**What you have to do:**
Give the count of lines in the records below that contain "None", and say nothing more.

*** Data extract Section Begins ***

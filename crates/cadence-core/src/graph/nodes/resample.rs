use crate::buffer::AudioBuffer;
use crate::context::ProcessContext;
use crate::graph::error::GraphError;
use crate::graph::node::{AudioNode, BoxedNode, expect_format, single_input};
use crate::graph::stream::{InputCursor, split_position};
use crate::resample::SincResampler;

/// Converts its input to a fixed target sample rate.
///
/// This node decides the rate it *produces* (the target) regardless of the
/// context, and asks its input for whatever rate the input delivers: the
/// configured source-rate hint, else the last rate the input returned, else
/// the target itself. When the input already runs at the target rate its
/// buffer is returned as-is.
///
/// Otherwise a streaming [`SincResampler`] is driven from an input cursor,
/// so consecutive requests continue the stream without re-reading input.
/// The resampler is rebuilt when the input rate or channel count changes,
/// and re-seeded when a request does not continue the previous one.
pub struct ResampleNode {
    target_rate: u32,
    source_rate: Option<u32>,
    observed_rate: Option<u32>,
    stream: Option<ResampleStream>,
    inputs: Vec<BoxedNode>,
}

struct ResampleStream {
    resampler: SincResampler,
    cursor: InputCursor,
    input_rate: u32,
    next_out_frame: i64,
}

/// Why a resampling attempt must restart with a fresh stream.
enum Restart {
    Rate(u32),
    Channels,
}

impl ResampleNode {
    /// Creates a resampler producing `target_rate` Hz.
    pub fn new(target_rate: u32) -> Self {
        Self {
            target_rate: target_rate.max(1),
            source_rate: None,
            observed_rate: None,
            stream: None,
            inputs: Vec::new(),
        }
    }

    /// Tells the node which rate its input produces, skipping the rate query on the
    /// first call.
    pub fn with_source_rate(mut self, sample_rate: u32) -> Self {
        self.source_rate = Some(sample_rate);
        self
    }

    /// Output sample rate.
    pub fn target_rate(&self) -> u32 {
        self.target_rate
    }

    /// Input rate the node will request next.
    fn input_rate_guess(&self) -> u32 {
        self.observed_rate.or(self.source_rate).unwrap_or(self.target_rate)
    }

    fn resample(&mut self, context: &ProcessContext<'_>, input_rate: u32) -> Result<Result<AudioBuffer, Restart>, GraphError> {
        let target = self.target_rate;
        let out_context = context.with_sample_rate(target);
        let frames = out_context.sample_count();
        let start = out_context.start_frame();
        let input = single_input("ResampleNode", &mut self.inputs)?;

        let continues = self
            .stream
            .as_ref()
            .is_some_and(|s| s.input_rate == input_rate && s.next_out_frame == start);
        if !continues {
            let ratio = f64::from(input_rate) / f64::from(target);
            let (frame, phase) = split_position(start as f64 * ratio);
            let mut resampler = SincResampler::new(ratio);
            resampler.reset(phase);
            let cursor = InputCursor::new(frame, input_rate);
            let lead = cursor.fetch_lead(input, &out_context, resampler.lookbehind())?;
            if lead.sample_rate() != input_rate {
                return Ok(Err(Restart::Rate(lead.sample_rate())));
            }
            resampler.preload(&lead);
            #[cfg(feature = "tracing")]
            tracing::debug!(from = input_rate, to = target, frame, "ResampleNode: seeding resampler");
            self.stream = Some(ResampleStream {
                resampler,
                cursor,
                input_rate,
                next_out_frame: start,
            });
        }
        let Some(stream) = self.stream.as_mut() else {
            return Ok(Ok(AudioBuffer::new(0, target, frames)));
        };

        let mut out = AudioBuffer::new(stream.resampler.channel_count(), target, frames);
        let mut produced = 0;
        while produced < frames {
            let need = stream.resampler.frames_needed(frames - produced);
            if need > 0 {
                let chunk = stream.cursor.fetch_raw(input, &out_context, need)?;
                if chunk.sample_rate() != input_rate {
                    return Ok(Err(Restart::Rate(chunk.sample_rate())));
                }
                if chunk.channel_count() != stream.resampler.channel_count() {
                    return Ok(Err(Restart::Channels));
                }
                stream.resampler.push(&chunk);
            }
            let n = stream.resampler.pull(&mut out, produced, frames - produced);
            produced += n;
            if n == 0 && need == 0 {
                break;
            }
        }
        stream.next_out_frame = start + frames as i64;
        Ok(Ok(out))
    }
}

impl AudioNode for ResampleNode {
    fn process(&mut self, context: &ProcessContext<'_>) -> Result<AudioBuffer, GraphError> {
        let target = self.target_rate;
        let frames = context.with_sample_rate(target).sample_count();
        let mut input_rate = self.input_rate_guess();

        if input_rate == target {
            let input = single_input(self.name(), &mut self.inputs)?;
            let buffer = input.process(&context.with_sample_rate(target))?;
            if buffer.sample_rate() == target {
                self.observed_rate = Some(target);
                self.stream = None;
                expect_format("ResampleNode", &buffer, target, frames)?;
                return Ok(buffer);
            }
            input_rate = buffer.sample_rate();
            self.observed_rate = Some(input_rate);
        }

        for _ in 0..2 {
            match self.resample(context, input_rate)? {
                Ok(buffer) => return Ok(buffer),
                Err(restart) => {
                    #[cfg(feature = "tracing")]
                    tracing::debug!(
                        old_rate = input_rate,
                        "ResampleNode: input format changed, recreating resampler"
                    );
                    self.stream = None;
                    if let Restart::Rate(rate) = restart {
                        input_rate = rate;
                        self.observed_rate = Some(rate);
                    }
                    if input_rate == target {
                        // The input now matches: take the pass-through path.
                        return self.process(context);
                    }
                }
            }
        }
        Err(GraphError::format_mismatch(
            "ResampleNode",
            format!("input format kept changing while resampling to {target} Hz"),
        ))
    }

    fn name(&self) -> &'static str {
        "ResampleNode"
    }

    fn describe(&self) -> String {
        match self.source_rate {
            Some(rate) => format!("ResampleNode({rate} Hz -> {} Hz)", self.target_rate),
            None => format!("ResampleNode(target {} Hz)", self.target_rate),
        }
    }

    fn inputs(&self) -> &[BoxedNode] {
        &self.inputs
    }

    fn inputs_mut(&mut self) -> &mut Vec<BoxedNode> {
        &mut self.inputs
    }

    fn release(&mut self) {
        self.stream = None;
    }
}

*** Data extract Section Ends ***

**Result:**
7